• **DATA EXTRACT**:

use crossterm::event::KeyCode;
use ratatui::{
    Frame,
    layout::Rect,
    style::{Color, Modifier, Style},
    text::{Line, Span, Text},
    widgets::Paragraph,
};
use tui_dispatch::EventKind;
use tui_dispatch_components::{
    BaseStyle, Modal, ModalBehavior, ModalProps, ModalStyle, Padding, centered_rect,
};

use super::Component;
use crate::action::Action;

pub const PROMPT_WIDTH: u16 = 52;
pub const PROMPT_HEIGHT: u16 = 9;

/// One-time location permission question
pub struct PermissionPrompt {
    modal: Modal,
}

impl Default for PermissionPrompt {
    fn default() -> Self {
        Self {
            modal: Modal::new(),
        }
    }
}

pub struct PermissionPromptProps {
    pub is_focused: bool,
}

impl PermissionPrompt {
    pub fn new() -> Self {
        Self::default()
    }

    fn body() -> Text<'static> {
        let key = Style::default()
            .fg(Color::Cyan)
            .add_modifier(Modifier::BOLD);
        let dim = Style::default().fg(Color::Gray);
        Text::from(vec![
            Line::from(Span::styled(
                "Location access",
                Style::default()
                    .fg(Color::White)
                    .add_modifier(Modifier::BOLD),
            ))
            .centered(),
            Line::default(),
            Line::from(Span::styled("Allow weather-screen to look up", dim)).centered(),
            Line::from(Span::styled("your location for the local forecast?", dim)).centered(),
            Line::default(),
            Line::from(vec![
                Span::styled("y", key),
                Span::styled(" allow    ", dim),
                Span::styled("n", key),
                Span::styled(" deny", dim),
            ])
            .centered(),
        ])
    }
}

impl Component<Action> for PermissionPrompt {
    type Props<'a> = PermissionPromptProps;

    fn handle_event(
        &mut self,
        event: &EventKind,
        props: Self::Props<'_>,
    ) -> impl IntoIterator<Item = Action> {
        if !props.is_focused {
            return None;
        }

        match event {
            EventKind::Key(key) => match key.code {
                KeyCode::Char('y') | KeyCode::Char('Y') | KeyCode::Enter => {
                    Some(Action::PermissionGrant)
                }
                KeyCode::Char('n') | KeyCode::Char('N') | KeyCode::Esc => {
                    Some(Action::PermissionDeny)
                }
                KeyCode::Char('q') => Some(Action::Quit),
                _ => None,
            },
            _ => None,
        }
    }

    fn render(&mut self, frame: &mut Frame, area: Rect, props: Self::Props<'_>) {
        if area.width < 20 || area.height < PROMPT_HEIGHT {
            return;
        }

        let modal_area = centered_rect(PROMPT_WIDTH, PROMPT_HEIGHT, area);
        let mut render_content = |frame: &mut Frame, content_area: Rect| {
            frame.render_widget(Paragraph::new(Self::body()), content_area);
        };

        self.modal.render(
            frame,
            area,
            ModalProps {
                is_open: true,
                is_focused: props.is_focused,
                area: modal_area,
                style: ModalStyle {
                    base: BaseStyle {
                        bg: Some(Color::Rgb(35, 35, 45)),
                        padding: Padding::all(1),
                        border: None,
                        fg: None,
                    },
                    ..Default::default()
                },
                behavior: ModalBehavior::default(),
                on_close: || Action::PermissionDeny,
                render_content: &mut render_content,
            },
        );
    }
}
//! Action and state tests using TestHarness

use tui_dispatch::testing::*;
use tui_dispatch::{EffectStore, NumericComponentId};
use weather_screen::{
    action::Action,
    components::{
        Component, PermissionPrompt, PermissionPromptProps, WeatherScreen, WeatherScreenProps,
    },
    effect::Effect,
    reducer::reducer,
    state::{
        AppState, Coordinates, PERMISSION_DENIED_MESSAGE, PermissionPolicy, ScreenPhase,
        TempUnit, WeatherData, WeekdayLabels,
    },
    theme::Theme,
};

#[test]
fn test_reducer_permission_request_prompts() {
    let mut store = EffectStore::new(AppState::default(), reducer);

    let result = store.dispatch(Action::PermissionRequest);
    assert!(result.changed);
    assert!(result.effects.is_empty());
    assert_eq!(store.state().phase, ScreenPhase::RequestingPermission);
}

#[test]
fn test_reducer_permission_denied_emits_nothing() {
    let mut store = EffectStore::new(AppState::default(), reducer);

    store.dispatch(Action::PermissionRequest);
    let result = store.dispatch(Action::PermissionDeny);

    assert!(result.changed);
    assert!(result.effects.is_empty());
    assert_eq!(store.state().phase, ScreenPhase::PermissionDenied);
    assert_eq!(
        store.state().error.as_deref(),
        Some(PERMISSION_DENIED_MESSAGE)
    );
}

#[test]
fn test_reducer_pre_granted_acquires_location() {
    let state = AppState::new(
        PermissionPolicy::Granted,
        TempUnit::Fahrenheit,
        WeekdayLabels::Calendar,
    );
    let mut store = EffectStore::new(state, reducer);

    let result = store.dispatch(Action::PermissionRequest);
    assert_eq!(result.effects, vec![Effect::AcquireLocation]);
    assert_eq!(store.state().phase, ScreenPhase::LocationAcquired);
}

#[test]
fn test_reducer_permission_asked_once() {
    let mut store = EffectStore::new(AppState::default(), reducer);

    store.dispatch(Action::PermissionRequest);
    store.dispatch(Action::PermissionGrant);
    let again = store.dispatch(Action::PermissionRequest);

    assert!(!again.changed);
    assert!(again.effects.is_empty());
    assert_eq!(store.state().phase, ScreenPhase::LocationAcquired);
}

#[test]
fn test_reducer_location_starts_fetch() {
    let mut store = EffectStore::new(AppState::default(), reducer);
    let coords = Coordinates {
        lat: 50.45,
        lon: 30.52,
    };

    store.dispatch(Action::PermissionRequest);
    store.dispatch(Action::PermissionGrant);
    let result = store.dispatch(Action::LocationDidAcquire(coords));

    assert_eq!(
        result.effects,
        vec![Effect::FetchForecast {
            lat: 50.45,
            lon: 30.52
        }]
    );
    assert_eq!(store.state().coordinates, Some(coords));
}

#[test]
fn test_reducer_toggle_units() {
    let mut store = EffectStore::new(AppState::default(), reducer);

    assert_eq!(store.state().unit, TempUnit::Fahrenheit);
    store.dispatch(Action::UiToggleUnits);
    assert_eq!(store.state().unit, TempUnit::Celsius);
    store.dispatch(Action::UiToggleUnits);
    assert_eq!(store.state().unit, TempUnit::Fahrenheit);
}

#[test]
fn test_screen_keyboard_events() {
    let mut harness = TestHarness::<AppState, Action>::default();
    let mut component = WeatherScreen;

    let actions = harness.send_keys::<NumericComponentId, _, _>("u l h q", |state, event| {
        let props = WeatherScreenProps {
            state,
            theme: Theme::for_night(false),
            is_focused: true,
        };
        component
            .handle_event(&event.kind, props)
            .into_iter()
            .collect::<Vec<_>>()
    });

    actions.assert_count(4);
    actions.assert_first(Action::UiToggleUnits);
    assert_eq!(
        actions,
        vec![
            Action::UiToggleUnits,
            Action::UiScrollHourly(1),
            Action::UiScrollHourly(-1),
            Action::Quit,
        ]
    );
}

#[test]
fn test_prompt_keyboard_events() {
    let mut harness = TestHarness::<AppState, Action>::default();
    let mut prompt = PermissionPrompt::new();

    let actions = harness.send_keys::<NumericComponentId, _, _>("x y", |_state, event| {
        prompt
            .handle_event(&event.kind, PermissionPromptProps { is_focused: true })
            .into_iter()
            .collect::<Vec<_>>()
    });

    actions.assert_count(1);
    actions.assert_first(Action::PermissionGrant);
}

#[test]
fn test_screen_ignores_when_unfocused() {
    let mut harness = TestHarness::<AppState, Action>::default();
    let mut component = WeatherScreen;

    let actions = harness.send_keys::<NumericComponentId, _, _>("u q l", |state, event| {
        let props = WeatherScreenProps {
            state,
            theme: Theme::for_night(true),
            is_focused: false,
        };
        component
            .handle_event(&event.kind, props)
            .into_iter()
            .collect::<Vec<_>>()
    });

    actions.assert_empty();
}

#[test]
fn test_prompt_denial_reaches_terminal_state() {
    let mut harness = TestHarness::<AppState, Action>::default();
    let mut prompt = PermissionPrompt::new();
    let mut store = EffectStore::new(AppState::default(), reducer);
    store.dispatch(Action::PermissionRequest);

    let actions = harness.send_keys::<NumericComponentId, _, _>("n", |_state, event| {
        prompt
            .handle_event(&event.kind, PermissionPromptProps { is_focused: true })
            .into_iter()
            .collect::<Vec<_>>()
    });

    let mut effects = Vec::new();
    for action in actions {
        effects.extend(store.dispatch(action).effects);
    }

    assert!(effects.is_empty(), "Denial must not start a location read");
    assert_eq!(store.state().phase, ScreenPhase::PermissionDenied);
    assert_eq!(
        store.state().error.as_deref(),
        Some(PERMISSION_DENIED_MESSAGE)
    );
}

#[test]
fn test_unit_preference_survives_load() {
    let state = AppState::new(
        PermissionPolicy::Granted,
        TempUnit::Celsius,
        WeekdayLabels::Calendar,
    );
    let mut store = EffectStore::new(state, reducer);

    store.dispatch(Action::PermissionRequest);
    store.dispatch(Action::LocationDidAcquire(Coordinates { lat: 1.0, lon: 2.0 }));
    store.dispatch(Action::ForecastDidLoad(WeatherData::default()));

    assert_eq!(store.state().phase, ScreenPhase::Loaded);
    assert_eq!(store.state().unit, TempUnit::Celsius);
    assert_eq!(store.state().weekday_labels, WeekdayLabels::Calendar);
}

• **EXERCISE AIM**:
Each line of the data that has the string "ModalProps" should be returned.

• **RESULT FOR THIS TASK**:
    BaseStyle, Modal, ModalBehavior, ModalProps, ModalStyle, Padding, centered_rect,
            ModalProps {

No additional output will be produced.